Aliás, permitir a parcialidade somente no contexto regional é outra propensão do mercado. Um bom exemplo – e de grande graduação – é o do USA Today, um dos jornais com maior circulação do país.
Na última segunda-feira (28), o grupo entrou na novidade vaga e abriu mão de endossar um presidenciável. No entanto, liberou os editores das muro de 200 publicações de sua rede espalhadas pelo país para “apoiar em nível estadual ou local”.
As justificativas são sempre as mesmas: não acirrar ainda mais um debate público já radicalizado, buscar a imparcialidade que está (em tese) na raiz do jornalismo e invadir os leitores de núcleo, abandonados há mais de uma dez.
Campanha nas redes também incentiva o boicote ao Amazon Prime
Mas nem toda guinada para a dita neutralidade é muito aceita pelo público, uma vez que se vê no caso dos 250 milénio ex-assinantes do Washington Post – a maioria eleitores democratas descontentes com o recuo do veículo em concordar Kamala Harris.

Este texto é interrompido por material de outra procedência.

//! Messages flowing into the session actor.

use tokio::sync::oneshot;

use super::handle::FileHandle;
use crate::pieces::{ByteSpan, PieceError, PieceIndex};
use crate::stats::SessionStats;

/// Notifications from the native torrent engine.
///
/// Engine callbacks run on foreign threads; they only enqueue these events
/// and the session actor applies them in order.
#[derive(Debug, Clone, PartialEq, Eq)]
pub enum EngineEvent {
    /// A piece was downloaded and verified.
    PieceDownloaded { piece_index: PieceIndex },
    /// The first block of a piece is in flight.
    PieceDownloading { piece_index: PieceIndex },
    /// The engine finished rechecking data on disk.
    TorrentChecked,
    /// The torrent resumed after a pause or restart.
    TorrentResumed,
    /// Every piece is already on disk.
    AllPiecesCached,
    /// Cumulative transfer counters, sampled by the engine.
    Counters { downloaded: u64, uploaded: u64 },
}

/// Requests served by the session actor.
pub enum SessionCommand {
    /// Open (or return the already opened) file occupying `span`.
    OpenFile {
        name: String,
        span: ByteSpan,
        responder: oneshot::Sender<Result<FileHandle, SessionError>>,
    },
    /// Forget an opened file and withdraw its priorities. Answers whether
    /// the file was still open.
    CloseFile {
        file_id: u64,
        responder: oneshot::Sender<bool>,
    },
    /// Current totals across all opened files.
    Stats {
        responder: oneshot::Sender<SessionStats>,
    },
    /// Stop the actor after answering.
    Shutdown { responder: oneshot::Sender<()> },
}

/// Errors surfaced by session handles.
#[derive(Debug, thiserror::Error)]
pub enum SessionError {
    #[error("Session actor has shut down")]
    SessionClosed,

    #[error("File span {offset}+{length} is empty or exceeds torrent length {total}")]
    InvalidFileSpan { offset: u64, length: u64, total: u64 },

    #[error("Piece error: {0}")]
    Piece(#[from] PieceError),
}
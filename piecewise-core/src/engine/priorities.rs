//! Merges per-file priority sets into one command for the engine.
//!
//! Each file's scheduler believes it owns the whole priority table. The
//! engine only has one, so every update re-sends the union of the latest set
//! from each open file. Closing a file drops its set; later updates from its
//! scheduler are ignored.

use std::collections::{BTreeMap, BTreeSet};
use std::sync::Arc;

use parking_lot::Mutex;

use crate::pieces::PieceIndex;
use crate::scheduler::PrioritySink;

pub(crate) struct PriorityUnion {
    outer: Arc<dyn PrioritySink>,
    sets: Mutex<BTreeMap<u64, Vec<PieceIndex>>>,
}

impl PriorityUnion {
    pub(crate) fn new(outer: Arc<dyn PrioritySink>) -> Arc<Self> {
        Arc::new(Self {
            outer,
            sets: Mutex::new(BTreeMap::new()),
        })
    }

    /// Registers `file` and returns its sink. Ids must not be reused.
    pub(crate) fn sink_for(self: &Arc<Self>, file: u64) -> Arc<dyn PrioritySink> {
        self.sets.lock().insert(file, Vec::new());
        Arc::new(FilePrioritySink {
            file,
            union: Arc::clone(self),
        })
    }

    /// Drops `file`'s set and re-sends the union if it held any pieces.
    pub(crate) fn remove(&self, file: u64) {
        let mut sets = self.sets.lock();
        let Some(previous) = sets.remove(&file) else {
            return;
        };
        if !previous.is_empty() {
            self.forward(&sets);
        }
    }

    fn update(&self, file: u64, pieces: &[PieceIndex]) {
        // held while forwarding so the engine sees updates in lock order
        let mut sets = self.sets.lock();
        let Some(set) = sets.get_mut(&file) else {
            tracing::trace!("Priorities from closed file {} dropped", file);
            return;
        };
        *set = pieces.to_vec();
        tracing::trace!("File {} priorities {:?}", file, pieces);
        self.forward(&sets);
    }

    fn forward(&self, sets: &BTreeMap<u64, Vec<PieceIndex>>) {
        let union: BTreeSet<PieceIndex> = sets.values().flatten().copied().collect();
        let union: Vec<PieceIndex> = union.into_iter().collect();
        tracing::trace!("Engine priority set {:?}", union);
        self.outer.download_only(&union);
    }
}

struct FilePrioritySink {
    file: u64,
    union: Arc<PriorityUnion>,
}

impl PrioritySink for FilePrioritySink {
    fn download_only(&self, pieces: &[PieceIndex]) {
        self.union.update(self.file, pieces);
    }
}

Para eles, Jeff Bezos e outros magnatas da mídia estão tomando esse tipo de decisão movidos por uma postura “preventiva” em relação a possíveis retaliações de Donald Trump (que, segundo os analistas, aumentou suas chances de ser eleito nas últimas semanas).
Bezos, por exemplo, precisa de base federalista para expandir a Blue Origin, sua empresa de foguetes e voos espaciais com tripulantes – um mercado escravizado pela SpaceX de Elon Musk, padroeiro ferrenho de Trump.
E não pense que os republicanos estão do lado de Bezos. Ao contrário, querem mais é ver o circo pegar lume. Enfim, o bilionário tem uma richa antiga com o ex-presidente, e o jornal passou os quatro anos de seu governo o tratando uma vez que um tirano fascista.
Muitos “trumpistas”, inclusive, entraram de cabeça numa campanha informal que vem ganhando força nas redes: “Não cancele apenas sua assinatura do Washington Post. Cancele também o Amazon Prime!”.
O debate, portanto, vai além da questão da neutralidade jornalística – pelo menos neste incidente protagonizado por Jeff Bezos e outros empresários de olho nos próximos quatro anos.